======== DATA TO EXAMINE

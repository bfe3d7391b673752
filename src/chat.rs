//! Conversational tutor
//!
//! A [`ChatSession`] keeps an in-memory transcript and asks the model to
//! answer the latest message with the platform's system prompt in front.

use crate::language::Language;
use crate::llm::{ChatMessage, CompletionOptions, LlmClient, Role};
use crate::Result;

/// Reply used when the model returns nothing
pub const FALLBACK_REPLY: &str = "I'm sorry, I couldn't process that.";

const CHAT_OPTIONS: CompletionOptions = CompletionOptions::new().temperature(0.7).max_tokens(1024);

/// Build the tutor system prompt for a reply language
#[must_use]
pub fn system_prompt(language: Language) -> String {
    format!(
        "You are \"VidyaMitra AI\", a helpful and friendly educational assistant for the \
VidyaMitra platform.
Your goal is to solve students' doubts and explain how to use the website.

VidyaMitra Features:
1. AI Slide Generator: Generates structured educational slides with multilingual voice narration.
2. AI Flashcards: Interactive cards for quick revision with flip animations and TTS.
3. Personalized Roadmaps: Step-by-step learning paths with a vertical timeline and voice guidance.
4. Careers Page: Real-time search for jobs and internships with city-wise filtering.

Guidelines:
- Respond in the user's language: {name} ({code}).
- Be concise, professional, and encouraging.
- If asked about website info, explain the features listed above.
- Provide clear, step-by-step answers for educational doubts.
- Use markdown for formatting (bold, lists, etc.).",
        name = language.name(),
        code = language.code(),
    )
}

/// Answer the last message of a conversation
///
/// System messages supplied by the caller are dropped in favor of the
/// tutor prompt.
///
/// # Errors
///
/// Returns error if the completion request fails
pub async fn respond(llm: &LlmClient, messages: &[ChatMessage], language: Language) -> Result<String> {
    let mut request = Vec::with_capacity(messages.len() + 1);
    request.push(ChatMessage::system(system_prompt(language)));
    request.extend(messages.iter().filter(|m| m.role != Role::System).cloned());

    let reply = llm.complete(&request, CHAT_OPTIONS).await?;
    if reply.trim().is_empty() {
        tracing::debug!("empty completion, using fallback reply");
        return Ok(FALLBACK_REPLY.to_string());
    }

    Ok(reply)
}

/// An ongoing conversation
#[derive(Debug, Clone, Default)]
pub struct ChatSession {
    language: Language,
    history: Vec<ChatMessage>,
}

impl ChatSession {
    #[must_use]
    pub const fn new(language: Language) -> Self {
        Self {
            language,
            history: Vec::new(),
        }
    }

    #[must_use]
    pub const fn language(&self) -> Language {
        self.language
    }

    /// Switch the reply language for subsequent turns
    pub const fn set_language(&mut self, language: Language) {
        self.language = language;
    }

    /// Messages so far, oldest first
    #[must_use]
    pub fn history(&self) -> &[ChatMessage] {
        &self.history
    }

    pub fn clear(&mut self) {
        self.history.clear();
    }

    /// Send a user message and record the reply
    ///
    /// The user message stays in the history even if the request fails.
    ///
    /// # Errors
    ///
    /// Returns error if the completion request fails
    pub async fn send(&mut self, llm: &LlmClient, text: &str) -> Result<String> {
        self.history.push(ChatMessage::user(text.trim()));

        let reply = respond(llm, &self.history, self.language).await?;
        self.history.push(ChatMessage::assistant(reply.clone()));

        tracing::debug!(turns = self.history.len(), "chat reply recorded");
        Ok(reply)
    }
}

#[cfg(test)]
mod tests {
    use std::time::Duration;

    use super::*;
    use crate::Error;

    #[test]
    fn prompt_names_language() {
        let prompt = system_prompt(Language::Tamil);
        assert!(prompt.contains("VidyaMitra AI"));
        assert!(prompt.contains("Tamil (ta)"));
        assert!(prompt.contains("4. Careers Page"));
    }

    #[tokio::test]
    async fn failed_send_keeps_user_message() {
        let llm = LlmClient::new("http://127.0.0.1:9", None, "llama", Duration::from_secs(1)).unwrap();
        let mut session = ChatSession::new(Language::Hindi);

        let result = session.send(&llm, "  what is gravity? ").await;
        assert!(matches!(result, Err(Error::Config(_))));
        assert_eq!(session.history().len(), 1);
        assert_eq!(session.history()[0].content, "what is gravity?");
        assert_eq!(session.history()[0].role, Role::User);
    }
}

================

**ASSIGNMENT**
From the material above, copy each line that includes the word "await".

**WRITTEN SOLUTION**
    let reply = llm.complete(&request, CHAT_OPTIONS).await?;
        let reply = respond(llm, &self.history, self.language).await?;
        let result = session.send(&llm, "  what is gravity? ").await;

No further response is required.